To: Uncle Frank who wrote (864)6/2/2001 1:09:38 PM
From: adairm  Read Replies (1) | Respond to of 5205
 
Dear dUF,

May I discuss the strategy of covered call writing with you? I have a nice long term portfolio of gorillas and kings, (and a few shiny pebbles!) and I'm now considering commiting new money into a CC portfolio, with the goal of creating income.

I have dabbled with CC writing for a couple of years, and also had great success with writing naked puts last summer. (Didn't work too well last fall! <g>)

But now, I'm ready to supplement my income with a strategy of buy/writes.

The primary problem, as I see it, is the possibility of another devastating bear market, such as what we have just experienced. My portfolio of CSCO, MSFT, CREE, PMCS, EMC, etc. has fallen drastically from it's highs. (In the spring 2000, I thought I was a "Master of the Universe" to borrow a phrase from Tom Wolfe.)

Now, I know that a CC strategy will not prevent a loss of capital, but it can help soften the losses.

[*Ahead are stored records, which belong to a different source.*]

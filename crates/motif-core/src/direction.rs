//! Pull directions and motion axes.

use serde::{Deserialize, Serialize};
use std::fmt;

/// One of the four cardinal directions a cell can be pulled in.
#[derive(Clone, Copy, Debug, PartialEq, Eq, Hash, Serialize, Deserialize)]
#[serde(rename_all = "lowercase")]
pub enum Direction {
    /// Towards smaller `x`.
    Left,
    /// Towards larger `x`.
    Right,
    /// Towards smaller `y`.
    Up,
    /// Towards larger `y`.
    Down,
}

/// The axis a direction moves along.
#[derive(Clone, Copy, Debug, PartialEq, Eq, Hash)]
pub enum Axis {
    /// Motion along `x`; `y` is the cross axis.
    Horizontal,
    /// Motion along `y`; `x` is the cross axis.
    Vertical,
}

impl Direction {
    /// All four directions.
    pub const ALL: [Direction; 4] = [
        Direction::Left,
        Direction::Right,
        Direction::Up,
        Direction::Down,
    ];

    /// Unit `(dx, dy)` offset for one step in this direction.
    pub fn delta(self) -> (i32, i32) {
        match self {
            Self::Left => (-1, 0),
            Self::Right => (1, 0),
            Self::Up => (0, -1),
            Self::Down => (0, 1),
        }
    }

    /// The mirrored direction.
    pub fn opposite(self) -> Self {
        match self {
            Self::Left => Self::Right,
            Self::Right => Self::Left,
            Self::Up => Self::Down,
            Self::Down => Self::Up,
        }
    }

    /// The axis of motion.
    pub fn axis(self) -> Axis {
        match self {
            Self::Left | Self::Right => Axis::Horizontal,
            Self::Up | Self::Down => Axis::Vertical,
        }
    }
}

impl fmt::Display for Direction {
    fn fmt(&self, f: &mut fmt::Formatter<'_>) -> fmt::Result {
        match self {
            Self::Left => write!(f, "left"),
            Self::Right => write!(f, "right"),
            Self::Up => write!(f, "up"),
            Self::Down => write!(f, "down"),
        }
    }
}

#[cfg(test)]
mod tests {
    use super::*;

    #[test]
    fn opposite_is_an_involution() {
        for d in Direction::ALL {
            assert_eq!(d.opposite().opposite(), d);
            assert_ne!(d.opposite(), d);
            assert_eq!(d.opposite().axis(), d.axis());
        }
    }

    #[test]
    fn deltas_cancel_with_opposite() {
        for d in Direction::ALL {
            let (dx, dy) = d.delta();
            let (ox, oy) = d.opposite().delta();
            assert_eq!((dx + ox, dy + oy), (0, 0));
        }
    }

    #[test]
    fn serde_uses_lowercase_names() {
        let json = serde_json::to_string(&Direction::Left).unwrap();
        assert_eq!(json, "\"left\"");
        let back: Direction = serde_json::from_str("\"down\"").unwrap();
        assert_eq!(back, Direction::Down);
    }
}
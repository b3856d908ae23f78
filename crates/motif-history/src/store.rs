//! [`HistoryStore`]: a cursor over a list of snapshots.

use motif_grid::Cell;

use crate::snapshot::Snapshot;

/// Linear undo/redo history with branch truncation.
///
/// Always holds at least one snapshot and keeps `0 <= cursor < len`.
///
/// # Examples
///
/// ```
/// use motif_history::HistoryStore;
///
/// let mut h = HistoryStore::new();
/// h.save_state(&[]);
/// assert!(h.can_undo());
/// assert!(h.undo().is_some());
/// assert!(h.undo().is_none());
/// ```
#[derive(Clone, Debug)]
pub struct HistoryStore {
    snapshots: Vec<Snapshot>,
    cursor: usize,
    max_depth: usize,
}

impl Default for HistoryStore {
    fn default() -> Self {
        Self::new()
    }
}

impl HistoryStore {
    /// Unbounded history holding one empty snapshot.
    pub fn new() -> Self {
        Self::with_max_depth(0)
    }

    /// History that keeps at most `max_depth` snapshots, dropping the
    /// oldest first. `0` means unbounded.
    pub fn with_max_depth(max_depth: usize) -> Self {
        Self {
            snapshots: vec![Snapshot::empty()],
            cursor: 0,
            max_depth,
        }
    }

    /// Record `cells` as the newest state.
    ///
    /// When the cursor is behind the newest snapshot, everything after it
    /// is discarded first.
    pub fn save_state(&mut self, cells: &[Cell]) {
        if self.cursor + 1 < self.snapshots.len() {
            let dropped = self.snapshots.len() - self.cursor - 1;
            self.snapshots.truncate(self.cursor + 1);
            tracing::debug!(dropped, "discarded redo branch");
        }
        self.snapshots.push(Snapshot::capture(cells));
        self.cursor = self.snapshots.len() - 1;

        if self.max_depth > 0 && self.snapshots.len() > self.max_depth {
            let excess = self.snapshots.len() - self.max_depth;
            self.snapshots.drain(..excess);
            self.cursor -= excess;
        }
    }

    /// Step back one snapshot and return it, or `None` at the oldest.
    pub fn undo(&mut self) -> Option<&Snapshot> {
        if !self.can_undo() {
            return None;
        }
        self.cursor -= 1;
        Some(&self.snapshots[self.cursor])
    }

    /// Step forward one snapshot and return it, or `None` at the newest.
    pub fn redo(&mut self) -> Option<&Snapshot> {
        if !self.can_redo() {
            return None;
        }
        self.cursor += 1;
        Some(&self.snapshots[self.cursor])
    }

    /// Replace the whole history with a single snapshot of `cells`.
    pub fn initialize_history(&mut self, cells: &[Cell]) {
        self.snapshots = vec![Snapshot::capture(cells)];
        self.cursor = 0;
    }

    /// Replace the whole history with a single empty snapshot.
    pub fn reset_history(&mut self) {
        self.initialize_history(&[]);
    }

    /// Whether [`undo`](Self::undo) would move.
    pub fn can_undo(&self) -> bool {
        self.cursor > 0
    }

    /// Whether [`redo`](Self::redo) would move.
    pub fn can_redo(&self) -> bool {
        self.cursor + 1 < self.snapshots.len()
    }

    /// The snapshot under the cursor.
    pub fn current(&self) -> &Snapshot {
        &self.snapshots[self.cursor]
    }

    /// Every snapshot, oldest first.
    pub fn snapshots(&self) -> &[Snapshot] {
        &self.snapshots
    }

    /// Number of snapshots held.
    pub fn len(&self) -> usize {
        self.snapshots.len()
    }

    /// Always `false`: the history holds at least one snapshot.
    pub fn is_empty(&self) -> bool {
        false
    }

    /// Index of the current snapshot.
    pub fn cursor(&self) -> usize {
        self.cursor
    }

    /// Configured depth bound, `0` when unbounded.
    pub fn max_depth(&self) -> usize {
        self.max_depth
    }
}
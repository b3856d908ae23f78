//! 2×2 formation detection.
//!
//! A formation is any fully-occupied 2×2 block of cells. Formations are
//! derived data: they are recomputed from the grid and never stored in
//! history.

use motif_core::GridPos;

use crate::cell::Cell;
use crate::store::GridStore;

/// A fully-occupied 2×2 block.
#[derive(Clone, Debug, PartialEq)]
pub struct Formation {
    /// Top-left position of the block.
    pub origin: GridPos,
    /// Copies of the four cells ordered top-left, top-right, bottom-left,
    /// bottom-right.
    pub corners: [Cell; 4],
}

impl Formation {
    /// Visual center of the block, `(x + 0.5, y + 0.5)`.
    pub fn anchor(&self) -> (f64, f64) {
        (f64::from(self.origin.x) + 0.5, f64::from(self.origin.y) + 0.5)
    }

    /// Top-left corner.
    pub fn top_left(&self) -> &Cell {
        &self.corners[0]
    }

    /// Top-right corner.
    pub fn top_right(&self) -> &Cell {
        &self.corners[1]
    }

    /// Bottom-left corner.
    pub fn bottom_left(&self) -> &Cell {
        &self.corners[2]
    }

    /// Bottom-right corner.
    pub fn bottom_right(&self) -> &Cell {
        &self.corners[3]
    }

    /// Whether every corner carries a sequence.
    pub fn is_complete(&self) -> bool {
        self.corners.iter().all(Cell::has_sequence)
    }

    /// Positions of corners that carry no sequence.
    pub fn missing_corners(&self) -> Vec<GridPos> {
        self.corners
            .iter()
            .filter(|c| !c.has_sequence())
            .map(|c| c.pos)
            .collect()
    }
}

/// Scan the whole grid for formations.
///
/// Origins are visited row-major (`y` outer, `x` inner) over
/// `0 <= x < cols - 1`, `0 <= y < rows - 1`.
pub fn detect_formations(grid: &GridStore) -> Vec<Formation> {
    let bounds = grid.bounds();
    let max_x = bounds.cols() as i32 - 1;
    let max_y = bounds.rows() as i32 - 1;
    let mut out = Vec::new();
    for y in 0..max_y {
        for x in 0..max_x {
            let quad = [
                GridPos::new(x, y),
                GridPos::new(x + 1, y),
                GridPos::new(x, y + 1),
                GridPos::new(x + 1, y + 1),
            ];
            let (Some(tl), Some(tr), Some(bl), Some(br)) = (
                grid.get_square_at_position(quad[0]),
                grid.get_square_at_position(quad[1]),
                grid.get_square_at_position(quad[2]),
                grid.get_square_at_position(quad[3]),
            ) else {
                continue;
            };
            out.push(Formation {
                origin: quad[0],
                corners: [tl.clone(), tr.clone(), bl.clone(), br.clone()],
            });
        }
    }
    out
}

/// Caches the formations of a grid, rescanning only when its revision
/// changes.
#[derive(Debug, Default)]
pub struct FormationDetector {
    cached: Vec<Formation>,
    revision: Option<u64>,
    scans: u64,
}

impl FormationDetector {
    /// A detector with nothing cached.
    pub fn new() -> Self {
        Self::default()
    }

    /// Current formations of `grid`.
    pub fn formations(&mut self, grid: &GridStore) -> &[Formation] {
        if self.revision != Some(grid.revision()) {
            self.cached = detect_formations(grid);
            self.revision = Some(grid.revision());
            self.scans += 1;
        }
        &self.cached
    }

    /// The formation whose top-left corner is `origin`, if present.
    pub fn formation_at(&mut self, grid: &GridStore, origin: GridPos) -> Option<&Formation> {
        self.formations(grid).iter().find(|f| f.origin == origin)
    }

    /// Forget the cache; the next query rescans.
    pub fn invalidate(&mut self) {
        self.revision = None;
    }

    /// Number of full scans performed so far.
    pub fn scans(&self) -> u64 {
        self.scans
    }
}
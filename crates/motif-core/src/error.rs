//! Error types for sequence manipulation.

use std::error::Error;
use std::fmt;

/// Errors from the reference quantizer in [`Sequence::quantized`](crate::Sequence::quantized).
#[derive(Clone, Debug, PartialEq)]
pub enum SequenceError {
    /// `steps_per_quarter` was zero.
    ZeroStepsPerQuarter,
    /// The tempo is zero, negative or not finite.
    InvalidTempo {
        /// The offending quarter-notes-per-minute value.
        qpm: f64,
    },
    /// A note has a negative, non-finite or inverted time span, or ends
    /// past the last representable step.
    InvalidNoteTiming {
        /// Index of the note within the sequence.
        index: usize,
        /// Start time in seconds.
        start_time: f64,
        /// End time in seconds.
        end_time: f64,
    },
}

impl fmt::Display for SequenceError {
    fn fmt(&self, f: &mut fmt::Formatter<'_>) -> fmt::Result {
        match self {
            Self::ZeroStepsPerQuarter => write!(f, "steps_per_quarter must be at least 1"),
            Self::InvalidTempo { qpm } => write!(f, "invalid tempo {qpm} qpm"),
            Self::InvalidNoteTiming {
                index,
                start_time,
                end_time,
            } => write!(
                f,
                "note {index} has invalid timing [{start_time}, {end_time}]"
            ),
        }
    }
}

impl Error for SequenceError {}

Here's what I would like to do: Write near strike OTM CC's for near term expiration. My goal would be to try to get 2% premium. If the Call expires, write again for the next month. If called out, add the gain to the capital invested.

Under this scenerio, I would want to be called out. The 'windfall' profit of the rise of the share price of the underlying stock would not be viewed as 'income', but rather as a buffer to offset those stocks that go down in price.

Under the assumption that stock prices rise about 12% per year over time, and CC writing might cause me to lose 1/2 of that appreciation, my portfolio should rise at about a 6% rate (annually) in capital while producing monthly income in the form of Call premiums.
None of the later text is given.